妻が来る予定となっている土曜日の前日、宿舎に帰ると掛け時計型隠しカメラの動作確認をした。この家には姿見のような大きな鏡はないため、妻が身支度を整えるのは恐らく浴室の脱衣場にある洗面台の前であろうと当たりをつけ、洗面台の反対側の壁に掛け時計をかけることにした。以前にも掛け時計のようなものをかけてあったのか、壁の中央を上下に走る柱にフックが取り付けてあった。そこに時計を掛けた。時計からみると正面は浴室の入り口となり、肝心の洗面台は右側によってしまうが、カメラのレンズを左右に調整できる仕様になっている為、レンズを40°程右にふると洗面台の前に立つ人物を捉えることができる。準備万端整った。あとは明日、出勤前にカメラの電源を入れることを忘れないようにしなければならない。
翌朝、<洗濯物が溜まっているけど、ちゃんと自分でやるから大丈夫。>と妻に書き置きを残して出勤した。もちろん例のカメラの電源を入れることは忘れてはいない。私が宿舎に戻るのは明日、日曜日の夕方。妻は予定通りであれば今日の日中にこちらに来て、夕方には幕張でR田と会うことになるだろう。あの掛け時計のSDHCメモリーカードにはどんな画像が記録されるのだろう。

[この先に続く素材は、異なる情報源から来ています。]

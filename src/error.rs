//! Closed error taxonomy shared by every component (spec §7).
//!
//! Component-local failures are converted to one of these variants at the
//! component boundary; nothing upstream ever sees a bare `anyhow::Error`
//! except the outermost admin-handler glue.

use thiserror::Error;

#[derive(Debug, Error)]
pub enum GatewayError {
    #[error("validation error: {0}")]
    Validation(String),

    #[error("insufficient funds: need {needed}, available {available}")]
    InsufficientFunds { needed: u128, available: u128 },

    #[error("no available vtxo for asset {asset_id} amount {amount}")]
    NoAvailableVtxo { asset_id: String, amount: u128 },

    #[error("invalid state transition from {from} to {to}")]
    InvalidTransition { from: String, to: String },

    #[error("session expired: {session_id}")]
    SessionExpired { session_id: String },

    #[error("challenge expired or used: {challenge_id}")]
    ChallengeExpired { challenge_id: String },

    #[error("signing ceremony failed at step {step}: {reason}")]
    SigningCeremony { step: String, reason: String },

    #[error("signing ceremony timed out: {0}")]
    SigningTimeout(String),

    #[error("adapter error: {0}")]
    Adapter(#[from] AdapterError),

    #[error("invoice not found: {0}")]
    InvoiceNotFound(String),

    #[error("payment failed: {0}")]
    PaymentFailed(String),

    #[error("no route to destination")]
    RouteNotFound,

    #[error("insufficient lightning balance")]
    InsufficientLightningBalance,

    #[error("not found: {0}")]
    NotFound(String),

    #[error("storage error: {0}")]
    Storage(String),
}

#[derive(Debug, Error, Clone)]
pub enum AdapterError {
    #[error("adapter unavailable: {0}")]
    Unavailable(String),
    #[error("adapter timed out: {0}")]
    Timeout(String),
    #[error("adapter protocol error: {0}")]
    ProtocolError(String),
}

pub type GatewayResult<T> = Result<T, GatewayError>;

impl From<sled::Error> for GatewayError {
    fn from(e: sled::Error) -> Self {
        GatewayError::Storage(e.to_string())
    }
}

impl From<bincode::Error> for GatewayError {
    fn from(e: bincode::Error) -> Self {
        GatewayError::Storage(e.to_string())
    }
}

いつも長く感じられる病院までの道のりであるが、気が付いたときには職員通用口にいた。出勤した職員が次々にタイムカードを押している。我々のタイムカードもあるのだが、医師の分は事務員が定時で押しているらしい。そうでないと全員が超過勤務になってしまい、保健所から指導がはいるのだという。妙に僻みっぽいことを考える自分を不思議に思ったが、根っこから寝取られ体質になってきたのではと思い、ひとり苦笑した。